**Exercise details:** Copy exactly, please, the lines of the data from its start through the line containing "let mut end = 0;".

**Provided information:**
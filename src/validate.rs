//! Input validation for manually entered workout data.
//!
//! Dates must be real calendar days in `YYYY-MM-DD` form. Numeric fields are
//! lenient: they read the leading number of whatever was typed, the way a
//! form field does, and fall back to "nothing entered".

use chrono::NaiveDate;

use crate::error::{Error, Result};

/// Canonical date format for sessions.
pub const DATE_FORMAT: &str = "%Y-%m-%d";

/// Parse a session date, rejecting anything that is not zero-padded
/// `YYYY-MM-DD` or not a real day.
///
/// # Errors
///
/// Returns `InvalidDate` with the original input.
pub fn parse_date(input: &str) -> Result<NaiveDate> {
    let invalid = || Error::InvalidDate {
        value: input.to_string(),
    };

    let date = NaiveDate::parse_from_str(input, DATE_FORMAT).map_err(|_| invalid())?;
    if date.format(DATE_FORMAT).to_string() != input {
        return Err(invalid());
    }
    Ok(date)
}

/// Format a date the way sessions store it.
#[must_use]
pub fn format_date(date: NaiveDate) -> String {
    date.format(DATE_FORMAT).to_string()
}

/// Rep count from free text: floored, never negative, 0 when unparseable.
#[must_use]
#[allow(clippy::cast_possible_truncation, clippy::cast_sign_loss)]
pub fn reps_from_input(input: &str) -> u32 {
    let value = parse_float_prefix(input).unwrap_or(0.0);
    // `as` saturates at the u32 bounds and maps NaN to 0
    value.floor().max(0.0) as u32
}

/// Weight from free text: `None` unless a positive number was entered.
#[must_use]
pub fn weight_from_input(input: &str) -> Option<f64> {
    parse_float_prefix(input).filter(|w| *w > 0.0 && w.is_finite())
}

/// Parse the longest numeric prefix of `input`.
///
/// Accepts an optional sign, digits with at most one decimal point, and an
/// optional exponent. Trailing text is ignored, so `"1.2.3"` reads as `1.2`
/// and `"12kg"` as `12`. Returns `None` when no digit leads the input.
#[must_use]
pub fn parse_float_prefix(input: &str) -> Option<f64> {
    let s = input.trim_start();
    let bytes = s.as_bytes();

    let mut end = 0;
    if matches!(bytes.first(), Some(b'+' | b'-')) {
        end = 1;
    }

    let mut seen_digit = false;
    let mut seen_dot = false;
    while let Some(&b) = bytes.get(end) {
        match b {
            b'0'..=b'9' => seen_digit = true,
            b'.' if !seen_dot => seen_dot = true,
            _ => break,
        }
        end += 1;
    }
    if !seen_digit {
        return None;
    }

    if matches!(bytes.get(end), Some(b'e' | b'E')) {
        let mut i = end + 1;
        if matches!(bytes.get(i), Some(b'+' | b'-')) {
            i += 1;
        }
        let digits_start = i;
        while bytes.get(i).is_some_and(u8::is_ascii_digit) {
            i += 1;
        }
        if i > digits_start {
            end = i;
        }
    }

    s[..end].parse().ok()
}

#[cfg(test)]
mod tests {
    use super::*;

    #[test]
    fn test_parse_date_accepts_calendar_days() {
        let date = parse_date("2024-01-15").unwrap();
        assert_eq!(format_date(date), "2024-01-15");
        assert!(parse_date("2024-02-29").is_ok());
    }

    #[test]
    fn test_parse_date_rejects_malformed() {
        for bad in ["2024-1-5", "2023-02-29", "15/01/2024", "", "2024-01-15 "] {
            let err = parse_date(bad).unwrap_err();
            assert!(matches!(err, Error::InvalidDate { .. }), "{bad}");
        }
    }

    #[test]
    fn test_reps_from_input() {
        assert_eq!(reps_from_input("12"), 12);
        assert_eq!(reps_from_input("12.9"), 12);
        assert_eq!(reps_from_input("-4"), 0);
        assert_eq!(reps_from_input("abc"), 0);
        assert_eq!(reps_from_input("8 reps"), 8);
        assert_eq!(reps_from_input("1e12"), u32::MAX);
    }

    #[test]
    fn test_weight_from_input() {
        assert_eq!(weight_from_input("12.5"), Some(12.5));
        assert_eq!(weight_from_input("0"), None);
        assert_eq!(weight_from_input("-5"), None);
        assert_eq!(weight_from_input(""), None);
        assert_eq!(weight_from_input("20kg"), Some(20.0));
    }

    #[test]
    fn test_parse_float_prefix() {
        assert_eq!(parse_float_prefix("1.2.3"), Some(1.2));
        assert_eq!(parse_float_prefix(".5"), Some(0.5));
        assert_eq!(parse_float_prefix("7."), Some(7.0));
        assert_eq!(parse_float_prefix("2e3x"), Some(2000.0));
        assert_eq!(parse_float_prefix("2e"), Some(2.0));
        assert_eq!(parse_float_prefix("."), None);
        assert_eq!(parse_float_prefix("-"), None);
        assert_eq!(parse_float_prefix("kg"), None);
    }
}
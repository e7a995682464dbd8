//! Persistence layer for liftlog.
//!
//! Storage is a single blob: the whole [`WorkoutData`] is read and written in
//! one round trip, so the consistency model is last-writer-wins. Backends only
//! implement the fallible primitives (`read`, `write`, `clear`); the [`Store`]
//! trait layers the soft-failing operations the rest of the crate uses on top:
//!
//! - `load` never fails: missing or corrupt data yields an empty dataset
//! - `save` never fails: write errors are logged and swallowed
//!
//! # Submodules
//!
//! - [`memory`] - In-memory store (tests, hosts with their own persistence)
//! - [`file`] - JSON file store with atomic writes
//! - [`sqlite`] - SQLite key-value store
//! - [`migrations`] - Schema-version upgrades for loaded blobs
//! - [`schema`] - SQLite schema definitions

pub mod file;
pub mod memory;
pub mod migrations;
pub mod schema;
pub mod sqlite;

pub use file::{JsonFileStore, atomic_write};
pub use memory::MemoryStore;
pub use sqlite::SqliteStore;

use tracing::{debug, error, warn};

use crate::error::Result;
use crate::model::{WorkoutData, WorkoutSession};

/// Key under which the blob is stored in key-value backends.
pub const STORAGE_KEY: &str = "workout-tracker-data";

/// A persistence backend for [`WorkoutData`].
///
/// Implementors provide the fallible primitives. Callers should use the
/// provided methods, which apply the fail-soft policy.
pub trait Store {
    /// Read the persisted blob, `None` when nothing has been saved yet.
    ///
    /// # Errors
    ///
    /// Returns an error if the backend cannot be read or the blob is corrupt.
    fn read(&self) -> Result<Option<WorkoutData>>;

    /// Persist the full blob, replacing whatever was stored.
    ///
    /// # Errors
    ///
    /// Returns an error if the blob cannot be written.
    fn write(&mut self, data: &WorkoutData) -> Result<()>;

    /// Remove the persisted blob.
    ///
    /// # Errors
    ///
    /// Returns an error if the backend cannot be modified.
    fn clear(&mut self) -> Result<()>;

    /// Load all data, degrading to an empty dataset on any failure.
    fn load(&self) -> WorkoutData {
        match self.read() {
            Ok(Some(data)) => migrations::migrate(data),
            Ok(None) => WorkoutData::default(),
            Err(e) => {
                warn!(error = %e, "Failed to load workout data, starting from an empty log");
                WorkoutData::default()
            }
        }
    }

    /// Save all data. Failures are logged, not returned.
    fn save(&mut self, data: &WorkoutData) {
        match self.write(data) {
            Ok(()) => debug!(sessions = data.sessions.len(), "Saved workout data"),
            Err(e) => error!(error = %e, "Failed to save workout data"),
        }
    }

    /// Replace the session with the same id or append it, keeping the log
    /// sorted newest first.
    fn upsert_session(&mut self, session: WorkoutSession) {
        let mut data = self.load();
        data.upsert_session(session);
        self.save(&data);
    }

    /// Delete a session by id. Returns true if a session was removed.
    fn delete_session(&mut self, id: &str) -> bool {
        let mut data = self.load();
        let removed = data.remove_session(id);
        if removed {
            self.save(&data);
        }
        removed
    }

    /// Look a session up by id.
    fn get_session(&self, id: &str) -> Option<WorkoutSession> {
        self.load().session(id).cloned()
    }

    /// First session on the given date.
    fn get_session_by_date(&self, date: &str) -> Option<WorkoutSession> {
        self.load().session_by_date(date).cloned()
    }

    /// Wipe everything. Failures are logged, not returned.
    fn clear_all_data(&mut self) {
        if let Err(e) = self.clear() {
            error!(error = %e, "Failed to clear workout data");
        }
    }
}

impl<S: Store + ?Sized> Store for Box<S> {
    fn read(&self) -> Result<Option<WorkoutData>> {
        (**self).read()
    }

    fn write(&mut self, data: &WorkoutData) -> Result<()> {
        (**self).write(data)
    }

    fn clear(&mut self) -> Result<()> {
        (**self).clear()
    }
}
//! Workout streaks.

use std::collections::BTreeSet;

use chrono::{Local, NaiveDate};
use serde::Serialize;

use crate::model::WorkoutSession;
use crate::validate::parse_date;

/// Streak summary over a session list.
#[derive(Debug, Clone, Default, PartialEq, Eq, Serialize)]
pub struct WorkoutStreak {
    /// Consecutive days ending today or yesterday, 0 otherwise
    pub current_streak: u32,
    /// Longest run of consecutive days anywhere in the log
    pub longest_streak: u32,
    /// Number of sessions (sessions sharing a date each count)
    pub total_workouts: usize,
    /// Distinct session dates
    pub workout_days: BTreeSet<String>,
}

/// Streak as of the local calendar date.
#[must_use]
pub fn calculate_streak(sessions: &[WorkoutSession]) -> WorkoutStreak {
    calculate_streak_on(sessions, Local::now().date_naive())
}

/// Streak as of `today`.
///
/// A date that is not a real calendar day never links to its neighbours.
#[must_use]
pub fn calculate_streak_on(sessions: &[WorkoutSession], today: NaiveDate) -> WorkoutStreak {
    if sessions.is_empty() {
        return WorkoutStreak::default();
    }

    let workout_days: BTreeSet<String> = sessions.iter().map(|s| s.date.clone()).collect();
    // Newest first
    let dates: Vec<Option<NaiveDate>> = workout_days
        .iter()
        .rev()
        .map(|d| parse_date(d).ok())
        .collect();

    let mut current_streak = 0;
    if let Some(most_recent) = dates[0] {
        if (today - most_recent).num_days() <= 1 {
            current_streak = 1;
            for pair in dates.windows(2) {
                if !consecutive(pair[0], pair[1]) {
                    break;
                }
                current_streak += 1;
            }
        }
    }

    let mut longest_streak = 0;
    let mut run = 1;
    for pair in dates.windows(2) {
        if consecutive(pair[0], pair[1]) {
            run += 1;
            longest_streak = longest_streak.max(run);
        } else {
            run = 1;
        }
    }
    longest_streak = longest_streak.max(run).max(current_streak);

    WorkoutStreak {
        current_streak,
        longest_streak,
        total_workouts: sessions.len(),
        workout_days,
    }
}

fn consecutive(newer: Option<NaiveDate>, older: Option<NaiveDate>) -> bool {
    matches!((newer, older), (Some(a), Some(b)) if (a - b).num_days() == 1)
}
use crate::*;

#[test]
fn structural_ids_share_one_counter_per_level() {
    let mut graph = Graph::new();
    let a = graph.add_node("a").unwrap();
    graph
        .node_mut(a)
        .unwrap()
        .add_label("a2", NodeLabelOptions::default())
        .unwrap();
    let edge1 = graph
        .connect(
            Owner::Root,
            "b",
            "c",
            EdgeOptions {
                name: Some("d".to_string()),
                ..EdgeOptions::default()
            },
        )
        .unwrap();
    let group1 = graph.add_group("e").unwrap();
    let edge2 = graph
        .connect(
            Owner::Group(group1),
            "f",
            "g",
            EdgeOptions {
                name: Some("h".to_string()),
                ..EdgeOptions::default()
            },
        )
        .unwrap();

    let node_a = graph.node(a).unwrap();
    assert_eq!(node_a.structural_id(), "n0");
    assert_eq!(node_a.labels[0].text(), "a");
    assert_eq!(node_a.labels[1].text(), "a2");

    // "b" and "c" were auto-created before the group, so the group takes n3.
    assert_eq!(graph.group(group1).unwrap().structural_id(), "n3");

    let e1 = graph.edge(edge1).unwrap();
    assert_eq!(e1.structural_id(), "e0");
    assert_eq!(e1.name, "d");
    assert_eq!(e1.labels[0].text(), "d");

    let e2 = graph.edge(edge2).unwrap();
    assert_eq!(e2.structural_id(), "n3::e0");
    assert_eq!(e2.name, "h");

    assert_eq!(
        graph.node(graph.find_object_by_name("f").unwrap()).unwrap().structural_id(),
        "n3::n0"
    );
}

#[test]
fn duplicate_display_names_are_allowed() {
    let mut graph = Graph::new();
    let first = graph.add_node("a").unwrap();
    let second = graph.add_node("a").unwrap();
    assert_ne!(first, second);
    assert_eq!(graph.gather_statistics().all_nodes.len(), 2);
}

#[test]
fn edge_owner_must_be_common_ancestor() {
    let mut graph = Graph::new();
    let a = graph.add_node("a").unwrap();
    let b = graph.add_node("b").unwrap();
    graph.add_edge(a, b).unwrap();

    let g1 = graph.add_group("g1").unwrap();
    let g1n1 = graph
        .add_node_with(Owner::Group(g1), "g1n1", NodeOptions::default())
        .unwrap();
    let g1n2 = graph
        .add_node_with(Owner::Group(g1), "g1n2", NodeOptions::default())
        .unwrap();
    let g2 = graph
        .add_group_with(Owner::Group(g1), "g2", GroupOptions::default())
        .unwrap();
    let g2n1 = graph
        .add_node_with(Owner::Group(g2), "g2n1", NodeOptions::default())
        .unwrap();
    let g2n2 = graph
        .add_node_with(Owner::Group(g2), "g2n2", NodeOptions::default())
        .unwrap();

    // Within one container.
    graph
        .add_edge_with(Owner::Group(g1), g1n1, g1n2, EdgeOptions::default())
        .unwrap();
    // Self edge.
    graph
        .add_edge_with(Owner::Group(g2), g2n2, g2n2, EdgeOptions::default())
        .unwrap();
    // Any ancestor of both endpoints qualifies, including the root.
    graph.add_edge(g2n1, g2n2).unwrap();
    graph
        .add_edge_with(Owner::Group(g1), g2n1, g2n2, EdgeOptions::default())
        .unwrap();

    // A container unrelated to an endpoint does not.
    let g3 = graph
        .add_group_with(Owner::Group(g1), "g3", GroupOptions::default())
        .unwrap();
    let err = graph
        .add_edge_with(Owner::Group(g3), g2n1, g2n2, EdgeOptions::default())
        .unwrap_err();
    assert!(matches!(err, Error::StructuralConstraint { .. }));

    // The failed call must not have left a partial edge behind.
    assert!(graph.edges_of(Owner::Group(g3)).is_empty());
}

#[test]
fn is_ancestor_is_irreflexive_and_walks_the_owner_chain() {
    let mut graph = Graph::new();
    let g1 = graph.add_group("g1").unwrap();
    let g2 = graph
        .add_group_with(Owner::Group(g1), "g2", GroupOptions::default())
        .unwrap();
    let leaf = graph
        .add_node_with(Owner::Group(g2), "leaf", NodeOptions::default())
        .unwrap();

    assert!(graph.is_ancestor(g1, g2));
    assert!(graph.is_ancestor(g1, leaf));
    assert!(graph.is_ancestor(g2, leaf));
    assert!(!graph.is_ancestor(g2, g1));
    assert!(!graph.is_ancestor(g1, g1));
}

#[test]
fn group_cannot_become_its_own_descendant() {
    let mut graph = Graph::new();
    let g1 = graph.add_group("g1").unwrap();
    let g2 = graph
        .add_group_with(Owner::Group(g1), "g2", GroupOptions::default())
        .unwrap();

    let err = graph.reparent_group(g1, Owner::Group(g2)).unwrap_err();
    assert!(matches!(err, Error::StructuralConstraint { .. }));
    let err = graph.reparent_group(g1, Owner::Group(g1)).unwrap_err();
    assert!(matches!(err, Error::StructuralConstraint { .. }));

    // Ownership is unchanged after the failed moves.
    assert_eq!(graph.group(g1).unwrap().owner(), Owner::Root);
}

#[test]
fn reparenting_a_group_moves_its_subtree() {
    let mut graph = Graph::new();
    let g1 = graph.add_group("g1").unwrap();
    let g2 = graph.add_group("g2").unwrap();
    let inner = graph
        .add_group_with(Owner::Group(g1), "inner", GroupOptions::default())
        .unwrap();
    let leaf = graph
        .add_node_with(Owner::Group(inner), "leaf", NodeOptions::default())
        .unwrap();

    graph.reparent_group(inner, Owner::Group(g2)).unwrap();

    assert_eq!(graph.group(inner).unwrap().owner(), Owner::Group(g2));
    assert_eq!(graph.node(leaf).unwrap().owner(), Owner::Group(inner));
    assert_eq!(graph.node(leaf).unwrap().structural_id(), "n1::n0::n0");
}

#[test]
fn healing_group_removal_reparents_dependents_to_the_removed_groups_owner() {
    let mut graph = Graph::new();
    let a = graph.add_node("a").unwrap();
    let b = graph.add_node("b").unwrap();
    graph.add_node("c").unwrap();
    graph.add_edge(a, b).unwrap();

    let group1 = graph.add_group("group1").unwrap();
    graph
        .add_node_with(Owner::Group(group1), "d", NodeOptions::default())
        .unwrap();
    let e = graph
        .add_node_with(Owner::Group(group1), "e", NodeOptions::default())
        .unwrap();
    let f = graph
        .add_node_with(Owner::Group(group1), "f", NodeOptions::default())
        .unwrap();
    let edge3 = graph
        .add_edge_with(Owner::Group(group1), e, f, EdgeOptions::default())
        .unwrap();
    let group1_1 = graph
        .add_group_with(Owner::Group(group1), "group1_1", GroupOptions::default())
        .unwrap();

    graph.remove_node(b).unwrap();
    graph.remove_group(group1, RemovalMode::Heal).unwrap();

    assert_eq!(graph.node(e).unwrap().owner(), Owner::Root);
    assert_eq!(graph.group(group1_1).unwrap().owner(), Owner::Root);
    assert_eq!(graph.edge(edge3).unwrap().owner(), Owner::Root);
    assert!(graph.group(group1).is_none());
}

#[test]
fn orphan_group_removal_leaves_dependents_to_the_caller() {
    let mut graph = Graph::new();
    let group = graph.add_group("group").unwrap();
    let child = graph
        .add_node_with(Owner::Group(group), "child", NodeOptions::default())
        .unwrap();

    graph.remove_group(group, RemovalMode::Orphan).unwrap();

    // The child still exists but is no longer reachable from the root until
    // the caller re-owns or removes it.
    assert!(graph.contains_object(child));
    assert_eq!(graph.node(child).unwrap().owner(), Owner::Group(group));
    assert!(graph.children_of(Owner::Root).is_empty());
    graph.remove_node(child).unwrap();
}

#[test]
fn integrity_rules_prune_stranded_edges_only() {
    let mut graph = Graph::new();
    let x = graph.add_node("x").unwrap();
    let y = graph.add_node("y").unwrap();
    let z = graph.add_node("z").unwrap();
    let stranded = graph.add_edge(x, y).unwrap();
    let intact = graph.add_edge(x, z).unwrap();

    graph.remove_node(y).unwrap();
    let removed = graph.run_integrity_rules(IntegrityMode::Auto).unwrap();

    assert_eq!(removed, vec![stranded]);
    assert!(!graph.contains_edge(stranded));
    assert!(graph.contains_edge(intact));
}

#[test]
fn manual_integrity_mode_is_not_implemented() {
    let mut graph = Graph::new();
    let err = graph.run_integrity_rules(IntegrityMode::Manual).unwrap_err();
    assert!(matches!(err, Error::Unsupported { .. }));
}

#[test]
fn removing_unknown_entities_fails() {
    let mut graph = Graph::new();
    let a = graph.add_node("a").unwrap();
    let group = graph.add_group("g").unwrap();
    let edge = graph.add_edge(a, a).unwrap();
    graph.remove_edge(edge).unwrap();

    assert!(matches!(
        graph.remove_edge(edge),
        Err(Error::EntityNotFound { .. })
    ));
    // A group handle is not a node handle and vice versa.
    assert!(matches!(
        graph.remove_node(group),
        Err(Error::EntityNotFound { .. })
    ));
    assert!(matches!(
        graph.remove_group(a, RemovalMode::Heal),
        Err(Error::EntityNotFound { .. })
    ));
}

#[test]
fn connect_reuses_existing_names_and_creates_missing_ones() {
    let mut graph = Graph::new();
    let a = graph.add_node("a").unwrap();
    let edge = graph
        .connect(Owner::Root, "a", "b", EdgeOptions::default())
        .unwrap();

    assert_eq!(graph.edge(edge).unwrap().source(), a);
    let b = graph.find_object_by_name("b").unwrap();
    assert_eq!(graph.edge(edge).unwrap().target(), b);
    assert_eq!(graph.gather_statistics().all_nodes.len(), 2);
}

#[test]
fn rename_keeps_a_defaulted_first_label_in_sync() {
    let mut graph = Graph::new();
    let a = graph.add_node("old").unwrap();
    graph.rename_object(a, "new").unwrap();
    assert_eq!(graph.node(a).unwrap().labels[0].text(), "new");

    // An explicitly different label is left alone.
    let b = graph
        .add_node_with(
            Owner::Root,
            "b",
            NodeOptions {
                label: Some("fancy".to_string()),
                ..NodeOptions::default()
            },
        )
        .unwrap();
    graph.rename_object(b, "renamed").unwrap();
    assert_eq!(graph.node(b).unwrap().labels[0].text(), "fancy");
}
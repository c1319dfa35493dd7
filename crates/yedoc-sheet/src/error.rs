pub type Result<T> = std::result::Result<T, Error>;

#[derive(Debug, thiserror::Error)]
pub enum Error {
    #[error(transparent)]
    Core(#[from] yedoc_core::Error),

    #[error(transparent)]
    Io(#[from] std::io::Error),

    #[error("workbook error: {message}")]
    Workbook { message: String },

    #[error("edited workbook is missing sheet '{name}'")]
    MissingSheet { name: String },

    #[error("bulk edit aborted at the confirmation gate; no changes applied")]
    Aborted,

    #[error("{feature} is not implemented")]
    Unsupported { feature: String },
}

impl Error {
    pub(crate) fn workbook(message: impl ToString) -> Self {
        Error::Workbook {
            message: message.to_string(),
        }
    }
}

**Output of the exercise:**
filename src/validate.rs
//! Input validation for manually entered workout data.
//!
//! Dates must be real calendar days in `YYYY-MM-DD` form. Numeric fields are
//! lenient: they read the leading number of whatever was typed, the way a
//! form field does, and fall back to "nothing entered".

use chrono::NaiveDate;

use crate::error::{Error, Result};

/// Canonical date format for sessions.
pub const DATE_FORMAT: &str = "%Y-%m-%d";

/// Parse a session date, rejecting anything that is not zero-padded
/// `YYYY-MM-DD` or not a real day.
///
/// # Errors
///
/// Returns `InvalidDate` with the original input.
pub fn parse_date(input: &str) -> Result<NaiveDate> {
    let invalid = || Error::InvalidDate {
        value: input.to_string(),
    };

    let date = NaiveDate::parse_from_str(input, DATE_FORMAT).map_err(|_| invalid())?;
    if date.format(DATE_FORMAT).to_string() != input {
        return Err(invalid());
    }
    Ok(date)
}

/// Format a date the way sessions store it.
#[must_use]
pub fn format_date(date: NaiveDate) -> String {
    date.format(DATE_FORMAT).to_string()
}

/// Rep count from free text: floored, never negative, 0 when unparseable.
#[must_use]
#[allow(clippy::cast_possible_truncation, clippy::cast_sign_loss)]
pub fn reps_from_input(input: &str) -> u32 {
    let value = parse_float_prefix(input).unwrap_or(0.0);
    // `as` saturates at the u32 bounds and maps NaN to 0
    value.floor().max(0.0) as u32
}

/// Weight from free text: `None` unless a positive number was entered.
#[must_use]
pub fn weight_from_input(input: &str) -> Option<f64> {
    parse_float_prefix(input).filter(|w| *w > 0.0 && w.is_finite())
}

/// Parse the longest numeric prefix of `input`.
///
/// Accepts an optional sign, digits with at most one decimal point, and an
/// optional exponent. Trailing text is ignored, so `"1.2.3"` reads as `1.2`
/// and `"12kg"` as `12`. Returns `None` when no digit leads the input.
#[must_use]
pub fn parse_float_prefix(input: &str) -> Option<f64> {
    let s = input.trim_start();
    let bytes = s.as_bytes();

    let mut end = 0;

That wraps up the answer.